## [Work item]
Would you output all the data exactly as it stands?

(Stored items from a collection)
##############################
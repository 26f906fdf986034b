pub mod block_record;
pub mod blockchain;
pub mod body_validator;
pub mod coin_store;
pub mod fork_info;
pub mod height_map;
pub mod interfaces;
pub mod pre_validation;
pub mod priority_mutex;
pub mod wallet_blockchain;

pub use block_record::{AddBlockOutcome, BlockRecord, CandidateBlock, Coin, CoinRecord, StateChangeSummary};
pub use blockchain::Blockchain;
pub use body_validator::{validate_body, AlwaysValid, SignatureStatus, SignatureValidator};
pub use coin_store::{CoinStore, NewCoin};
pub use fork_info::{ForkAddition, ForkInfo, ForkRemoval};
pub use height_map::{HeightMap, SubEpochSummary};
pub use interfaces::{BlockStore, ChallengeSegments, WeightProof, WeightProofVerifier};
pub use pre_validation::{InlineExecutor, PreValidationError, PreValidationPool, PreValidationResult, ThreadPool, ValidationJob};
pub use priority_mutex::{Priority, PriorityMutex, PriorityMutexGuard};
pub use wallet_blockchain::WalletBlockchain;

pub use consensus_types::{
    Amount, BlockHeight, BlockId, CoinId, CoinRef, ConsensusConstants, ConsensusError, Hash256, Hint,
    ParseHashError, StorageError, Timestamp, TotalIters, Weight,
};
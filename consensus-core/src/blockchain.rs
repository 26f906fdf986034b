//! The consensus engine: `add_block`'s classify/validate/commit state
//! machine, peak reconsideration and reorg replay, and the bounded
//! block-record cache.

use std::collections::{HashMap, HashSet};
use std::sync::Arc;

use consensus_types::{BlockHeight, BlockId, CoinId, ConsensusConstants, ConsensusError, Hint, StorageError};
use tokio::sync::RwLock;
use tracing::{info, warn};

use crate::block_record::AddBlockOutcome;
use crate::block_record::{BlockRecord, CandidateBlock, Coin, StateChangeSummary};
use crate::body_validator::{validate_body, SignatureStatus, SignatureValidator};
use crate::coin_store::{CoinStore, NewCoin};
use crate::fork_info::ForkInfo;
use crate::height_map::HeightMap;
use crate::interfaces::BlockStore;
use crate::pre_validation::{PreValidationError, PreValidationPool, PreValidationResult, ValidationJob};
use crate::priority_mutex::{Priority, PriorityMutex};

/// A compact-proof identity: a VDF output paired with the height it was
/// produced at. Full VDF verification is out of scope; the engine only
/// tracks which ones it has already seen.
pub type CompactProofId = (BlockId, BlockHeight);

const SEEN_COMPACT_PROOFS_SOFT_CAP: usize = 10_000;

fn storage_to_consensus(e: StorageError) -> ConsensusError {
    ConsensusError::Storage(e.to_string())
}

fn map_pre_validation_error(e: &PreValidationError) -> ConsensusError {
    match e {
        PreValidationError::BadHeader => ConsensusError::InvalidBlockHash,
        PreValidationError::BadProofOfSpace => ConsensusError::InvalidProofOfSpace,
        PreValidationError::BadVdfShape => ConsensusError::InvalidBlockHash,
        PreValidationError::BadSignature => ConsensusError::InvalidSignature,
    }
}

struct BlockchainState {
    coin_store: CoinStore,
    height_map: HeightMap,
    peak: Option<BlockRecord>,
    block_records: HashMap<BlockId, BlockRecord>,
    heights_in_cache: HashMap<BlockHeight, HashSet<BlockId>>,
}

/// The full-node consensus engine: owns the coin store and height map,
/// serializes mutation through a two-lane priority mutex, and delegates
/// durable full-block storage to a collaborator.
pub struct Blockchain {
    constants: ConsensusConstants,
    block_store: Arc<dyn BlockStore>,
    pre_validation_pool: Arc<dyn PreValidationPool>,
    lock: PriorityMutex,
    state: RwLock<BlockchainState>,
    seen_compact_proofs: tokio::sync::Mutex<HashSet<CompactProofId>>,
}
##############################
## [Result of this task]
repository 26f906fdf986034b
pub mod block_record;
pub mod blockchain;
pub mod body_validator;
pub mod coin_store;
pub mod fork_info;
pub mod height_map;
pub mod interfaces;
pub mod pre_validation;
pub mod priority_mutex;
pub mod wallet_blockchain;

pub use block_record::{AddBlockOutcome, BlockRecord, CandidateBlock, Coin, CoinRecord, StateChangeSummary};
pub use blockchain::Blockchain;
pub use body_validator::{validate_body, AlwaysValid, SignatureStatus, SignatureValidator};
pub use coin_store::{CoinStore, NewCoin};
pub use fork_info::{ForkAddition, ForkInfo, ForkRemoval};
pub use height_map::{HeightMap, SubEpochSummary};
pub use interfaces::{BlockStore, ChallengeSegments, WeightProof, WeightProofVerifier};
pub use pre_validation::{InlineExecutor, PreValidationError, PreValidationPool, PreValidationResult, ThreadPool, ValidationJob};
pub use priority_mutex::{Priority, PriorityMutex, PriorityMutexGuard};
pub use wallet_blockchain::WalletBlockchain;

pub use consensus_types::{
    Amount, BlockHeight, BlockId, CoinId, CoinRef, ConsensusConstants, ConsensusError, Hash256, Hint,
    ParseHashError, StorageError, Timestamp, TotalIters, Weight,
};
filename consensus-core/src/blockchain.rs
repository 26f906fdf986034b
//! The consensus engine: `add_block`'s classify/validate/commit state
//! machine, peak reconsideration and reorg replay, and the bounded
//! block-record cache.

use std::collections::{HashMap, HashSet};
use std::sync::Arc;

use consensus_types::{BlockHeight, BlockId, CoinId, ConsensusConstants, ConsensusError, Hint, StorageError};
use tokio::sync::RwLock;
use tracing::{info, warn};

use crate::block_record::AddBlockOutcome;
use crate::block_record::{BlockRecord, CandidateBlock, Coin, StateChangeSummary};
use crate::body_validator::{validate_body, SignatureStatus, SignatureValidator};
use crate::coin_store::{CoinStore, NewCoin};
use crate::fork_info::ForkInfo;
use crate::height_map::HeightMap;
use crate::interfaces::BlockStore;
use crate::pre_validation::{PreValidationError, PreValidationPool, PreValidationResult, ValidationJob};
use crate::priority_mutex::{Priority, PriorityMutex};

/// A compact-proof identity: a VDF output paired with the height it was
/// produced at. Full VDF verification is out of scope; the engine only
/// tracks which ones it has already seen.
pub type CompactProofId = (BlockId, BlockHeight);

const SEEN_COMPACT_PROOFS_SOFT_CAP: usize = 10_000;

fn storage_to_consensus(e: StorageError) -> ConsensusError {
    ConsensusError::Storage(e.to_string())
}

fn map_pre_validation_error(e: &PreValidationError) -> ConsensusError {
    match e {
        PreValidationError::BadHeader => ConsensusError::InvalidBlockHash,
        PreValidationError::BadProofOfSpace => ConsensusError::InvalidProofOfSpace,
        PreValidationError::BadVdfShape => ConsensusError::InvalidBlockHash,
        PreValidationError::BadSignature => ConsensusError::InvalidSignature,
    }
}

struct BlockchainState {
    coin_store: CoinStore,
    height_map: HeightMap,
    peak: Option<BlockRecord>,
    block_records: HashMap<BlockId, BlockRecord>,
    heights_in_cache: HashMap<BlockHeight, HashSet<BlockId>>,
}

/// The full-node consensus engine: owns the coin store and height map,
/// serializes mutation through a two-lane priority mutex, and delegates
/// durable full-block storage to a collaborator.
pub struct Blockchain {
    constants: ConsensusConstants,
    block_store: Arc<dyn BlockStore>,
    pre_validation_pool: Arc<dyn PreValidationPool>,
    lock: PriorityMutex,
    state: RwLock<BlockchainState>,
    seen_compact_proofs: tokio::sync::Mutex<HashSet<CompactProofId>>,
}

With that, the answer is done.